*Exercise goal*. The full listing should be transcribed verbatim.

*Excerpted data*.
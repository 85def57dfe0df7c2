//! Google Gemini adapter.

use async_trait::async_trait;
use futures::stream::BoxStream;
use serde::Deserialize;
use tracing::debug;

use crate::agent::ToolChoice;
use crate::error::{MurmurError, Result};
use crate::types::{Message, MessageDelta, Role, ToolCall, ToolCallDelta};

use super::http::{shared_client, status_to_error};
use super::{ChatProvider, ChatRequest};

const DEFAULT_BASE_URL: &str = "https://generativelanguage.googleapis.com/v1beta";

pub struct GoogleProvider {
    api_key: String,
    base_url: String,
}

impl GoogleProvider {
    pub fn new(api_key: String, base_url: Option<String>) -> Self {
        Self {
            api_key,
            base_url: base_url.unwrap_or_else(|| DEFAULT_BASE_URL.to_string()),
        }
    }

    fn build_request_body(&self, request: &ChatRequest) -> serde_json::Value {
        let mut system_instruction = None;
        let mut contents = Vec::new();

        for msg in &request.messages {
            match msg.role {
                Role::System => {
                    system_instruction = Some(serde_json::json!({
                        "parts": [{"text": msg.text()}]
                    }));
                }
                Role::User => {
                    contents.push(serde_json::json!({
                        "role": "user",
                        "parts": [{"text": msg.text()}],
                    }));
                }
                Role::Assistant => {
                    let mut parts = Vec::new();
                    let text = msg.text();
                    if !text.is_empty() {
                        parts.push(serde_json::json!({"text": text}));
                    }
                    for tc in msg.tool_calls() {
                        parts.push(serde_json::json!({
                            "functionCall": {
                                "name": tc.name,
                                "args": decode_arguments(&tc.arguments),
                            }
                        }));
                    }
                    if parts.is_empty() {
                        parts.push(serde_json::json!({"text": ""}));
                    }
                    contents.push(serde_json::json!({
                        "role": "model",
                        "parts": parts,
                    }));
                }
                Role::Tool => {
                    let name = msg.tool_name.as_deref().unwrap_or_default();
                    contents.push(serde_json::json!({
                        "role": "function",
                        "parts": [{
                            "functionResponse": {
                                "name": name,
                                "response": {"result": msg.text()},
                            }
                        }]
                    }));
                }
            }
        }

        let mut body = serde_json::json!({ "contents": contents });
        let obj = body.as_object_mut().unwrap();

        if let Some(sys) = system_instruction {
            obj.insert("systemInstruction".into(), sys);
        }

        if !request.tools.is_empty() {
            let fn_decls: Vec<serde_json::Value> = request
                .tools
                .iter()
                .map(|t| {
                    serde_json::json!({
                        "name": t.name,
                        "description": t.description,
                        "parameters": t.parameters,
                    })
                })
                .collect();
            obj.insert(
                "tools".into(),
                serde_json::json!([{"functionDeclarations": fn_decls}]),
            );

            if let Some(ref choice) = request.tool_choice {
                let config = match choice {
                    ToolChoice::Auto => serde_json::json!({"mode": "AUTO"}),
                    ToolChoice::Required => serde_json::json!({"mode": "ANY"}),
                    ToolChoice::None => serde_json::json!({"mode": "NONE"}),
                    ToolChoice::Function(name) => serde_json::json!({
                        "mode": "ANY",
                        "allowedFunctionNames": [name],
                    }),
                };
                obj.insert(
                    "toolConfig".into(),
                    serde_json::json!({"functionCallingConfig": config}),
                );
            }
        }

        body
    }
}

#[async_trait]
impl ChatProvider for GoogleProvider {
    fn name(&self) -> &str {
        "google"
    }

    async fn complete(&self, request: &ChatRequest) -> Result<Message> {
        let body = self.build_request_body(request);
        let url = format!(
            "{}/models/{}:generateContent?key={}",
            self.base_url, request.model, self.api_key
        );

        debug!(provider = "google", model = %request.model, "chat completion");

        let resp = shared_client().post(&url).json(&body).send().await?;

        let status = resp.status().as_u16();
        if status != 200 {
            let body_text = resp.text().await.unwrap_or_default();
            return Err(status_to_error(status, &body_text));
        }

        let data: GeminiResponse = resp.json().await?;
        let candidate = data
            .candidates
            .into_iter()
            .next()
            .ok_or_else(|| MurmurError::api(200, "No candidates in response"))?;

        let mut text = String::new();
        let mut tool_calls = Vec::new();
        for part in candidate.content.parts {
            if let Some(t) = part.text {
                text.push_str(&t);
            }
            if let Some(fc) = part.function_call {
                let arguments = fc
                    .args
                    .map(|v| v.to_string())
                    .unwrap_or_else(|| "{}".to_string());
                // Gemini assigns no call id; synthesize one for correlation.
                tool_calls.push(ToolCall::new(
                    uuid::Uuid::new_v4().to_string(),
                    fc.name,
                    arguments,
                ));
            }
        }

        let content = if text.is_empty() && !tool_calls.is_empty() {
            None
        } else {
            Some(text)
        };
        Ok(Message::assistant_with_tool_calls(content, tool_calls))
    }

    /// Gemini has no chunked path here; streaming is faked as one full chunk.
    async fn stream(
        &self,
        request: &ChatRequest,
    ) -> Result<BoxStream<'static, Result<MessageDelta>>> {
        let message = self.complete(request).await?;

        let tool_calls = message.tool_calls.as_ref().map(|calls| {
            calls
                .iter()
                .enumerate()
                .map(|(index, tc)| ToolCallDelta {
                    index,
                    id: Some(tc.id.clone()),
                    name: Some(tc.name.clone()),
                    arguments: Some(tc.arguments.clone()),
                })
                .collect()
        });

        let delta = MessageDelta {
            role: Some(Role::Assistant),
            sender: None,
            content: message.content,
            tool_calls,
        };

        Ok(Box::pin(futures::stream::iter(vec![Ok(delta)])))
    }
}

fn decode_arguments(raw: &str) -> serde_json::Value {
    serde_json::from_str(raw).unwrap_or_else(|_| serde_json::json!({}))
}

// Gemini API response types (internal)

#[derive(Deserialize)]
struct GeminiResponse {
    candidates: Vec<GeminiCandidate>,
}

#[derive(Deserialize)]
struct GeminiCandidate {
    content: GeminiContent,
}

#[derive(Deserialize)]
struct GeminiContent {
    #[serde(default)]
    parts: Vec<GeminiPart>,
}

#[derive(Deserialize)]
struct GeminiPart {
    text: Option<String>,
    #[serde(rename = "functionCall")]
    function_call: Option<GeminiFunctionCall>,
}

#[derive(Deserialize)]
struct GeminiFunctionCall {
    name: String,
    args: Option<serde_json::Value>,
}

*Reply to the task*.
repository 85def57dfe0df7c2
//! Google Gemini adapter.

use async_trait::async_trait;
use futures::stream::BoxStream;
use serde::Deserialize;
use tracing::debug;

use crate::agent::ToolChoice;
use crate::error::{MurmurError, Result};
use crate::types::{Message, MessageDelta, Role, ToolCall, ToolCallDelta};

use super::http::{shared_client, status_to_error};
use super::{ChatProvider, ChatRequest};

const DEFAULT_BASE_URL: &str = "https://generativelanguage.googleapis.com/v1beta";

pub struct GoogleProvider {
    api_key: String,
    base_url: String,
}

impl GoogleProvider {
    pub fn new(api_key: String, base_url: Option<String>) -> Self {
        Self {
            api_key,
            base_url: base_url.unwrap_or_else(|| DEFAULT_BASE_URL.to_string()),
        }
    }

    fn build_request_body(&self, request: &ChatRequest) -> serde_json::Value {
        let mut system_instruction = None;
        let mut contents = Vec::new();

        for msg in &request.messages {
            match msg.role {
                Role::System => {
                    system_instruction = Some(serde_json::json!({
                        "parts": [{"text": msg.text()}]
                    }));
                }
                Role::User => {
                    contents.push(serde_json::json!({
                        "role": "user",
                        "parts": [{"text": msg.text()}],
                    }));
                }
                Role::Assistant => {
                    let mut parts = Vec::new();
                    let text = msg.text();
                    if !text.is_empty() {
                        parts.push(serde_json::json!({"text": text}));
                    }
                    for tc in msg.tool_calls() {
                        parts.push(serde_json::json!({
                            "functionCall": {
                                "name": tc.name,
                                "args": decode_arguments(&tc.arguments),
                            }
                        }));
                    }
                    if parts.is_empty() {
                        parts.push(serde_json::json!({"text": ""}));
                    }
                    contents.push(serde_json::json!({
                        "role": "model",
                        "parts": parts,
                    }));
                }
                Role::Tool => {
                    let name = msg.tool_name.as_deref().unwrap_or_default();
                    contents.push(serde_json::json!({
                        "role": "function",
                        "parts": [{
                            "functionResponse": {
                                "name": name,
                                "response": {"result": msg.text()},
                            }
                        }]
                    }));
                }
            }
        }

        let mut body = serde_json::json!({ "contents": contents });
        let obj = body.as_object_mut().unwrap();

        if let Some(sys) = system_instruction {
            obj.insert("systemInstruction".into(), sys);
        }

        if !request.tools.is_empty() {
            let fn_decls: Vec<serde_json::Value> = request
                .tools
                .iter()
                .map(|t| {
                    serde_json::json!({
                        "name": t.name,
                        "description": t.description,
                        "parameters": t.parameters,
                    })
                })
                .collect();
            obj.insert(
                "tools".into(),
                serde_json::json!([{"functionDeclarations": fn_decls}]),
            );

            if let Some(ref choice) = request.tool_choice {
                let config = match choice {
                    ToolChoice::Auto => serde_json::json!({"mode": "AUTO"}),
                    ToolChoice::Required => serde_json::json!({"mode": "ANY"}),
                    ToolChoice::None => serde_json::json!({"mode": "NONE"}),
                    ToolChoice::Function(name) => serde_json::json!({
                        "mode": "ANY",
                        "allowedFunctionNames": [name],
                    }),
                };
                obj.insert(
                    "toolConfig".into(),
                    serde_json::json!({"functionCallingConfig": config}),
                );
            }
        }

        body
    }
}

#[async_trait]
impl ChatProvider for GoogleProvider {
    fn name(&self) -> &str {
        "google"
    }

    async fn complete(&self, request: &ChatRequest) -> Result<Message> {
        let body = self.build_request_body(request);
        let url = format!(
            "{}/models/{}:generateContent?key={}",
            self.base_url, request.model, self.api_key
        );

        debug!(provider = "google", model = %request.model, "chat completion");

        let resp = shared_client().post(&url).json(&body).send().await?;

        let status = resp.status().as_u16();
        if status != 200 {
            let body_text = resp.text().await.unwrap_or_default();
            return Err(status_to_error(status, &body_text));
        }

        let data: GeminiResponse = resp.json().await?;
        let candidate = data
            .candidates
            .into_iter()
            .next()
            .ok_or_else(|| MurmurError::api(200, "No candidates in response"))?;

        let mut text = String::new();
        let mut tool_calls = Vec::new();
        for part in candidate.content.parts {
            if let Some(t) = part.text {
                text.push_str(&t);
            }
            if let Some(fc) = part.function_call {
                let arguments = fc
                    .args
                    .map(|v| v.to_string())
                    .unwrap_or_else(|| "{}".to_string());
                // Gemini assigns no call id; synthesize one for correlation.
                tool_calls.push(ToolCall::new(
                    uuid::Uuid::new_v4().to_string(),
                    fc.name,
                    arguments,
                ));
            }
        }

        let content = if text.is_empty() && !tool_calls.is_empty() {
            None
        } else {
            Some(text)
        };
        Ok(Message::assistant_with_tool_calls(content, tool_calls))
    }

    /// Gemini has no chunked path here; streaming is faked as one full chunk.
    async fn stream(
        &self,
        request: &ChatRequest,
    ) -> Result<BoxStream<'static, Result<MessageDelta>>> {
        let message = self.complete(request).await?;

        let tool_calls = message.tool_calls.as_ref().map(|calls| {
            calls
                .iter()
                .enumerate()
                .map(|(index, tc)| ToolCallDelta {
                    index,
                    id: Some(tc.id.clone()),
                    name: Some(tc.name.clone()),
                    arguments: Some(tc.arguments.clone()),
                })
                .collect()
        });

        let delta = MessageDelta {
            role: Some(Role::Assistant),
            sender: None,
            content: message.content,
            tool_calls,
        };

        Ok(Box::pin(futures::stream::iter(vec![Ok(delta)])))
    }
}

fn decode_arguments(raw: &str) -> serde_json::Value {
    serde_json::from_str(raw).unwrap_or_else(|_| serde_json::json!({}))
}

// Gemini API response types (internal)

#[derive(Deserialize)]
struct GeminiResponse {
    candidates: Vec<GeminiCandidate>,
}

#[derive(Deserialize)]
struct GeminiCandidate {
    content: GeminiContent,
}

#[derive(Deserialize)]
struct GeminiContent {
    #[serde(default)]
    parts: Vec<GeminiPart>,
}

#[derive(Deserialize)]
struct GeminiPart {
    text: Option<String>,
    #[serde(rename = "functionCall")]
    function_call: Option<GeminiFunctionCall>,
}

#[derive(Deserialize)]
struct GeminiFunctionCall {
    name: String,
    args: Option<serde_json::Value>,
}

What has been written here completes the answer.